#### PROVIDED ENTRIES

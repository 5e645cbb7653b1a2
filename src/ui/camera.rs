use eframe::egui::{Pos2, Rect, Vec2, pos2};
use glam::{Mat4, Quat, Vec3};

/// An orbiting perspective camera looking at the centre of the axis box.
///
/// Scene coordinates are right-handed; `up` is normally +z.
#[derive(Debug, Clone, Copy, PartialEq)]
pub struct Camera {
    pub eye: Vec3,
    pub target: Vec3,
    pub up: Vec3,
    /// Vertical field of view in radians.
    pub fov_y: f32,
}

/// A scene point mapped onto the screen.
#[derive(Debug, Clone, Copy, PartialEq)]
pub struct Projected {
    pub pos: Pos2,
    /// Distance in front of the eye, along the view direction.
    pub depth: f32,
}

impl Camera {
    pub const DEFAULT_FOV_Y: f32 = 45.0_f32 * std::f32::consts::TAU / 360.0;
    const NEAR: f32 = 0.01;
    const MIN_DISTANCE: f32 = 0.2;
    const MAX_DISTANCE: f32 = 20.0;
    /// Radians per dragged point.
    const ORBIT_SPEED: f32 = 0.008;
    /// Closest the eye may get to the up axis, in radians.
    const POLE_MARGIN: f32 = 0.05;

    pub fn looking_at_origin(eye: Vec3, up: Vec3) -> Self {
        Self {
            eye,
            target: Vec3::ZERO,
            up: up.normalize_or(Vec3::Z),
            fov_y: Self::DEFAULT_FOV_Y,
        }
    }

    pub fn distance(&self) -> f32 {
        self.eye.distance(self.target)
    }

    fn clip_from_world(&self, rect: Rect) -> Mat4 {
        let aspect_ratio = rect.width() / rect.height().max(1.0);
        Mat4::perspective_infinite_rh(self.fov_y, aspect_ratio.max(1e-3), Self::NEAR)
            * Mat4::look_at_rh(self.eye, self.target, self.up)
    }

    /// Map a scene point into `rect`. `None` for points at or behind the eye.
    pub fn project(&self, rect: Rect, point: Vec3) -> Option<Projected> {
        Projector::new(self, rect).project(point)
    }

    /// Rotate the eye around the target by a screen-space drag.
    pub fn orbit(&mut self, drag: Vec2) {
        let offset = self.eye - self.target;
        let yaw = Quat::from_axis_angle(self.up, -drag.x * Self::ORBIT_SPEED);
        let mut offset = yaw * offset;

        let right = offset.cross(self.up).normalize_or_zero();
        if right != Vec3::ZERO {
            let polar = offset.angle_between(self.up);
            let wanted = (polar - drag.y * Self::ORBIT_SPEED)
                .clamp(Self::POLE_MARGIN, std::f32::consts::PI - Self::POLE_MARGIN);
            offset = Quat::from_axis_angle(right, polar - wanted) * offset;
        }

        self.eye = self.target + offset;
    }

    /// Scale the eye's distance to the target. `factor < 1` moves closer.
    pub fn zoom(&mut self, factor: f32) {
        if !(factor > 0.0) {
            return;
        }
        let offset = self.eye - self.target;
        let distance = (self.distance() * factor).clamp(Self::MIN_DISTANCE, Self::MAX_DISTANCE);
        self.eye = self.target + offset.normalize_or(Vec3::Y) * distance;
    }
}

/// Camera matrices for one frame, reused for every point.
pub struct Projector {
    clip_from_world: Mat4,
    rect: Rect,
}

impl Projector {
    pub fn new(camera: &Camera, rect: Rect) -> Self {
        Self {
            clip_from_world: camera.clip_from_world(rect),
            rect,
        }
    }

    pub fn project(&self, point: Vec3) -> Option<Projected> {
        let clip = self.clip_from_world * point.extend(1.0);
        if clip.w <= Camera::NEAR {
            return None;
        }
        let ndc = clip.truncate() / clip.w;
        let center = self.rect.center();
        Some(Projected {
            pos: pos2(
                center.x + 0.5 * ndc.x * self.rect.width(),
                center.y - 0.5 * ndc.y * self.rect.height(),
            ),
            depth: clip.w,
        })
    }
}

#[cfg(test)]
mod tests {
    use eframe::egui::vec2;

    use super::*;

    fn rect() -> Rect {
        Rect::from_min_size(pos2(0.0, 0.0), vec2(1600.0, 900.0))
    }

    fn camera() -> Camera {
        Camera::looking_at_origin(Vec3::new(0.0, 1.0707, 1.0), Vec3::Z)
    }

    #[test]
    fn target_lands_in_the_middle() {
        let p = camera().project(rect(), Vec3::ZERO).unwrap();
        assert!((p.pos.x - 800.0).abs() < 1e-3);
        assert!((p.pos.y - 450.0).abs() < 1e-3);
        assert!((p.depth - camera().distance()).abs() < 1e-4);
    }

    #[test]
    fn up_is_up_on_screen() {
        let cam = Camera::looking_at_origin(Vec3::new(0.0, -3.0, 0.0), Vec3::Z);
        let above = cam.project(rect(), Vec3::new(0.0, 0.0, 0.5)).unwrap();
        let right = cam.project(rect(), Vec3::new(0.5, 0.0, 0.0)).unwrap();
        assert!(above.pos.y < 450.0);
        assert!((above.pos.x - 800.0).abs() < 1e-3);
        assert!(right.pos.x > 800.0);
    }

    #[test]
    fn nearer_points_have_smaller_depth() {
        let cam = camera();
        let near = cam.project(rect(), Vec3::new(0.0, 0.3, 0.3)).unwrap();
        let far = cam.project(rect(), Vec3::new(0.0, -0.3, -0.3)).unwrap();
        assert!(near.depth < far.depth);
    }

    #[test]
    fn points_behind_the_eye_are_dropped() {
        let cam = camera();
        assert!(cam.project(rect(), cam.eye * 2.0).is_none());
    }

    #[test]
    fn orbit_keeps_distance_and_stays_off_the_pole() {
        let mut cam = camera();
        let distance = cam.distance();
        cam.orbit(vec2(120.0, -35.0));
        assert!((cam.distance() - distance).abs() < 1e-4);

        // Drag far past the top.
        cam.orbit(vec2(0.0, 10_000.0));
        let polar = (cam.eye - cam.target).angle_between(cam.up);
        assert!(polar >= Camera::POLE_MARGIN - 1e-4);
        assert!((cam.distance() - distance).abs() < 1e-3);
    }

    #[test]
    fn zoom_is_clamped() {
        let mut cam = camera();
        cam.zoom(0.5);
        assert!((cam.distance() - 0.5 * camera().distance()).abs() < 1e-4);
        cam.zoom(1e-6);
        assert!((cam.distance() - Camera::MIN_DISTANCE).abs() < 1e-4);
        cam.zoom(1e9);
        assert!((cam.distance() - Camera::MAX_DISTANCE).abs() < 1e-3);
        cam.zoom(-1.0);
        assert!((cam.distance() - Camera::MAX_DISTANCE).abs() < 1e-3);
    }
}
use eframe::egui::{Align2, Color32, FontId, Painter, Pos2, Response, Sense, Stroke, Ui, vec2};

use crate::state::AppState;
use crate::ui::camera::{Projected, Projector};
use crate::ui::scene::Scene;

/// Extra pick slack around a marker, in points.
const HOVER_SLACK: f32 = 4.0;
const ZOOM_PER_SCROLL: f32 = 0.002;

// ---------------------------------------------------------------------------
// 3D scene view (central panel)
// ---------------------------------------------------------------------------

/// Paint the scene and handle orbit / zoom / hover.
pub fn scene_view(ui: &mut Ui, state: &mut AppState) {
    let (response, painter) = ui.allocate_painter(ui.available_size(), Sense::click_and_drag());
    handle_input(ui, &response, state);

    let rect = response.rect;
    let visuals = ui.visuals();
    let text_color = visuals.text_color();
    let weak_color = visuals.weak_text_color();
    painter.rect_filled(rect, 0.0, visuals.extreme_bg_color);

    let projector = Projector::new(&state.camera, rect);
    paint_axis_box(&painter, &projector, &state.scene, weak_color);

    let scene = &state.scene;
    if scene.is_empty() {
        painter.text(
            rect.center(),
            Align2::CENTER_CENTER,
            "No points in this file",
            FontId::proportional(16.0),
            weak_color,
        );
        state.hovered = None;
        return;
    }

    let projected: Vec<Option<Projected>> = scene
        .points
        .iter()
        .map(|p| projector.project(p.position))
        .collect();

    if let Some(stroke) = scene.line {
        for (a, b) in scene.segments() {
            if let (Some(pa), Some(pb)) = (projected[a.row], projected[b.row]) {
                painter.line_segment([pa.pos, pb.pos], stroke);
            }
        }
    }

    for index in draw_order(&projected) {
        let Some(p) = projected[index] else {
            continue;
        };
        let point = &scene.points[index];
        painter.circle_filled(p.pos, scene.marker_radius, point.color);
        if state.show_labels {
            if let Some(label) = &point.label {
                painter.text(
                    p.pos + vec2(scene.marker_radius + 2.0, -scene.marker_radius),
                    Align2::LEFT_BOTTOM,
                    label,
                    FontId::proportional(11.0),
                    text_color,
                );
            }
        }
    }

    state.hovered = response.hover_pos().and_then(|pointer| {
        nearest_point(&projected, pointer, scene.marker_radius + HOVER_SLACK)
    });

    if let Some(row) = state.hovered {
        if let Some(p) = projected[row] {
            painter.circle_stroke(p.pos, scene.marker_radius + 2.0, Stroke::new(1.5, text_color));
        }
        if let Some(text) = state.hover_text() {
            response.on_hover_text_at_pointer(text);
        }
    }
}

fn handle_input(ui: &Ui, response: &Response, state: &mut AppState) {
    if response.double_clicked() {
        log::debug!("Camera reset");
        state.reset_camera();
        return;
    }

    if response.dragged() {
        state.camera.orbit(response.drag_delta());
    }

    if response.hovered() {
        let (scroll, pinch) = ui.input(|i| (i.smooth_scroll_delta.y, i.zoom_delta()));
        if scroll != 0.0 || pinch != 1.0 {
            state.camera.zoom((-scroll * ZOOM_PER_SCROLL).exp() / pinch);
        }
    }
}

fn paint_axis_box(painter: &Painter, projector: &Projector, scene: &Scene, color: Color32) {
    let corners = scene.box_corners().map(|c| projector.project(c));
    let stroke = Stroke::new(1.0, color);
    for (a, b) in Scene::box_edges() {
        if let (Some(pa), Some(pb)) = (corners[a], corners[b]) {
            painter.line_segment([pa.pos, pb.pos], stroke);
        }
    }

    // Annotate the three edges leaving corner 0 (the min/min/min corner).
    let font = FontId::proportional(12.0);
    for (axis, (name, far)) in [("x", 1usize), ("y", 2), ("z", 4)].into_iter().enumerate() {
        let (Some(start), Some(end)) = (corners[0], corners[far]) else {
            continue;
        };
        let mid = start.pos + 0.5 * (end.pos - start.pos);
        painter.text(mid, Align2::CENTER_CENTER, name, font.clone(), color);

        if let Some(bounds) = &scene.bounds {
            painter.text(
                start.pos,
                Align2::RIGHT_TOP,
                format!("{:.3}", bounds.min[axis]),
                FontId::proportional(10.0),
                color,
            );
            painter.text(
                end.pos,
                Align2::LEFT_TOP,
                format!("{:.3}", bounds.max[axis]),
                FontId::proportional(10.0),
                color,
            );
        }
    }
}

/// Indices of projected points, farthest first.
fn draw_order(projected: &[Option<Projected>]) -> Vec<usize> {
    let mut order: Vec<usize> = (0..projected.len())
        .filter(|&i| projected[i].is_some())
        .collect();
    order.sort_by(|&a, &b| {
        let depth = |i: usize| projected[i].map_or(0.0, |p| p.depth);
        depth(b).total_cmp(&depth(a))
    });
    order
}

/// Closest projected point to `pointer` within `max_distance` points.
/// Ties go to the point nearer the eye.
fn nearest_point(projected: &[Option<Projected>], pointer: Pos2, max_distance: f32) -> Option<usize> {
    projected
        .iter()
        .enumerate()
        .filter_map(|(i, p)| {
            let p = (*p)?;
            let d = p.pos.distance(pointer);
            (d <= max_distance).then_some((i, d, p.depth))
        })
        .min_by(|a, b| a.1.total_cmp(&b.1).then(a.2.total_cmp(&b.2)))
        .map(|(i, _, _)| i)
}

#[cfg(test)]
mod tests {
    use eframe::egui::pos2;

    use super::*;

    fn at(x: f32, y: f32, depth: f32) -> Option<Projected> {
        Some(Projected {
            pos: pos2(x, y),
            depth,
        })
    }

    #[test]
    fn far_points_are_drawn_first() {
        let projected = [at(0.0, 0.0, 1.0), None, at(5.0, 5.0, 3.0), at(1.0, 1.0, 2.0)];
        assert_eq!(draw_order(&projected), [2, 3, 0]);
    }

    #[test]
    fn nearest_point_respects_the_radius() {
        let projected = [at(10.0, 10.0, 1.0), at(20.0, 10.0, 1.0), None];
        assert_eq!(nearest_point(&projected, pos2(12.0, 10.0), 6.0), Some(0));
        assert_eq!(nearest_point(&projected, pos2(19.0, 11.0), 6.0), Some(1));
        assert_eq!(nearest_point(&projected, pos2(15.0, 30.0), 6.0), None);
        assert_eq!(nearest_point(&[], pos2(0.0, 0.0), 6.0), None);
    }

    #[test]
    fn overlapping_points_pick_the_nearer_one() {
        let projected = [at(10.0, 10.0, 5.0), at(10.0, 10.0, 2.0)];
        assert_eq!(nearest_point(&projected, pos2(10.0, 10.0), 6.0), Some(1));
    }
}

########

Given the records above, restate word for word only the lines starting at the one with "let polar = (cam.eye" and ending at the one with "cam.zoom(1e9);".

#### RESPONSE TO THIS EXERCISE
        let polar = (cam.eye - cam.target).angle_between(cam.up);
        assert!(polar >= Camera::POLE_MARGIN - 1e-4);
        assert!((cam.distance() - distance).abs() < 1e-3);
    }

    #[test]
    fn zoom_is_clamped() {
        let mut cam = camera();
        cam.zoom(0.5);
        assert!((cam.distance() - 0.5 * camera().distance()).abs() < 1e-4);
        cam.zoom(1e-6);
        assert!((cam.distance() - Camera::MIN_DISTANCE).abs() < 1e-4);
        cam.zoom(1e9);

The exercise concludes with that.